I think the week before he had 27 snaps on special teams. Nigel, he came in in spring ball, was playing really, really well. Then in fall camp, he gets a shoulder. And we've got another season-ending injury with him. He was really coming on. We know Crothers was as well. You guys could see that. Defensive snaps. But disappointed to obviously lose both of those guys. But next man up, and there are no free agents. We can't go sign anybody else, at least now, maybe in five years the transfer portal will be open during the season and we will be able to. Who knows? But right now the portal is not open.
Q. Going to have seasons here. What's been your observations and thoughts on the surface at Acrisure Stadium?
PAT NARDUZZI: Surface? I didn't get to see much of the game yesterday. I heard a little bit of the noise. But even before I heard the noise, I kind of went into the coaches house, office, said, You see that field?
For whatever reason, I'm not a grounds guy, but I heard some of the noise from yesterday, and I thought the last game was not very good. And I thought it was a little shaky when I walked out there. It seemed dry. I don't know why. It's a drought. I mean, Mother Nature. I don't know what it was.
I know we've got a sprinkler system out there. But it just seemed really dry. And I caught the last two minutes of that Steeler game yesterday and I saw it, I was like, holy cow. I went into LaSalle's office and said, it doesn't look very good out there, doesn't look good.
So hopefully we can get that thing back to where it needs to be a great surface. We love playing on the grass. So we can't change that.
Q. Your thoughts on what happened yesterday. As a coach, how do you feel knowing Coach Franklin?
PAT NARDUZZI: James Franklin is a great coach. It's the business we're in. I say "business." It's business. The places have got to do what they've got to do. I'm not concerned about that. We don't play them, and James will be okay. I've got a lot of respect for him. It's a shame because he's a great coach. We all know that. He's won a lot of football games.
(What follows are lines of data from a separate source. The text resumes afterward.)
//! Route Classifier
//!
//! Maps a question to one of the five retrieval routes. The default path is a
//! zero-latency heuristic over keyword signals; follow-up questions with no
//! signal of their own inherit the intent of the previous user turn. An
//! optional model-assisted path handles questions that are still ambiguous.
//!
//! Classification never fails: anything unmatched lands on `SEMANTIC`.

mod signals;

pub use signals::Signals;

use crate::llm::router::LLMRouter;
use crate::llm::{extract_json_object, Message};
use sdk::{Question, Route};
use serde::{Deserialize, Serialize};
use std::sync::Arc;
use std::time::Duration;

const ROUTING_PROMPT: &str = r#"You are a query router for a fund research assistant. Classify the user's question into exactly one retrieval strategy:

- SQL: precise lookups, rankings, counts or comparisons over structured fund records (assets, holdings, CUSIP, interest rate risk).
- SEMANTIC: fund style, characteristics or similarity ("conservative", "income-focused", "funds like X").
- RAPTOR: macroeconomic outlook questions answered from IMF World Economic Outlook reports.
- HYBRID: fund questions that also need economic context.
- CHAIN: "how should I" or conditional questions where the economic outlook decides which funds to pick.

Respond with a single JSON object and nothing else:
{"route": "SQL|SEMANTIC|RAPTOR|HYBRID|CHAIN", "reasoning": "one short sentence"}"#;

/// How a route was decided
#[derive(Debug, Clone, Copy, PartialEq, Eq, Serialize, Deserialize)]
#[serde(rename_all = "snake_case")]
pub enum ClassificationMethod {
    /// Signals found in the question itself
    Heuristic,
    /// Signals found in the previous user turn
    History,
    /// Model-assisted classification
    Model,
    /// Nothing matched
    Default,
}

/// Outcome of classifying one question
#[derive(Debug, Clone, PartialEq, Eq)]
pub struct Classification {
    pub route: Route,
    pub reasoning: String,
    pub method: ClassificationMethod,
}

#[derive(Debug, Deserialize)]
struct ModelVerdict {
    route: String,
    #[serde(default)]
    reasoning: String,
}

/// Heuristic route classifier with an optional model-assisted fallback
pub struct RouteClassifier {
    router: Option<Arc<LLMRouter>>,
    model_assisted: bool,
    timeout: Duration,
}

impl Default for RouteClassifier {
    fn default() -> Self {
        Self::heuristic()
    }
}

impl RouteClassifier {
    /// Heuristics only
    pub fn heuristic() -> Self {
        Self {
            router: None,
            model_assisted: false,
            timeout: Duration::from_secs(5),
        }
    }

    /// Heuristics first; ambiguous questions go to the model when `model_assisted` is set
    pub fn with_model(router: Arc<LLMRouter>, model_assisted: bool, timeout: Duration) -> Self {
        Self {
            router: Some(router),
            model_assisted,
            timeout,
        }
    }

    pub fn is_model_assisted(&self) -> bool {
        self.model_assisted && self.router.is_some()
    }

    /// Pure heuristic classification. Same question and history, same route.
    pub fn classify_heuristic(question: &Question) -> Classification {
        let signals = Signals::detect(&question.text);
        if let Some(route) = signals.best_route() {
            return Classification {
                route,
                reasoning: format!("Matched {} signals", signals.describe()),
                method: ClassificationMethod::Heuristic,
            };
        }

        if let Some(previous) = question.last_user_turn() {
            let previous_signals = Signals::detect(previous);
            if let Some(route) = previous_signals.best_route() {
                return Classification {
                    route,
                    reasoning: format!(
                        "Follow-up; previous question matched {} signals",
                        previous_signals.describe()
                    ),
                    method: ClassificationMethod::History,
                };
            }
        }

        Classification {
            route: Route::Semantic,
            reasoning: "No routing signals; using semantic search".to_string(),
            method: ClassificationMethod::Default,
        }
    }

    /// Classify a question. Never fails.
    pub async fn classify(&self, question: &Question) -> Classification {
        let heuristic = Self::classify_heuristic(question);
        if heuristic.method != ClassificationMethod::Default || !self.is_model_assisted() {
            return heuristic;
        }

        match self.classify_with_model(question).await {
            Some(classification) => classification,
            None => heuristic,
        }
    }

    async fn classify_with_model(&self, question: &Question) -> Option<Classification> {
        let router = self.router.as_ref()?;
        let mut messages = vec![Message::system(ROUTING_PROMPT)];
        if let Some(previous) = question.last_user_turn() {
            messages.push(Message::user(format!("Previous question: {}", previous)));
        }
        messages.push(Message::user(question.text.clone()));

        let reply = match tokio::time::timeout(self.timeout, router.call(&messages)).await {
            Ok(Ok((text, provider))) => {
                tracing::debug!("Routing verdict from {}", provider);
                text
            }
            Ok(Err(e)) => {
                tracing::warn!("Model-assisted routing failed: {}", e);
                return None;
            }
            Err(_) => {
                tracing::warn!(
                    "Model-assisted routing timed out after {}ms",
                    self.timeout.as_millis()
                );
                return None;
            }
        };

        parse_verdict(&reply)
    }
}

/// Parse the model's JSON verdict; unknown routes are rejected
fn parse_verdict(reply: &str) -> Option<Classification> {
    let json = extract_json_object(reply)?;
    let verdict: ModelVerdict = serde_json::from_str(json).ok()?;
    let route = verdict.route.parse::<Route>().ok()?;
    Some(Classification {
        route,
        reasoning: if verdict.reasoning.is_empty() {
            "Model-assisted routing".to_string()
        } else {
            verdict.reasoning
        },
        method: ClassificationMethod::Model,
    })
}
He was in the playoff a year ago, and then he's looking like he is.
I'm more focussed on Fran Brown and Syracuse Orange and the challenge we have this weekend going up there this weekend in the dome, in a nasty atmosphere.
Q. Not specific to Coach Franklin, but yesterday the Oregon State guy got let go, Trent Dilfer got let go. Seems this midseason stuff is happening more and more. Is that something you've noticed as you've been in the business, and do you have any thoughts about why this is happening?
PAT NARDUZZI: I have no idea. Just worrying about winning football games here so it doesn't happen to me. My job is to take care of my job; stay in my lane.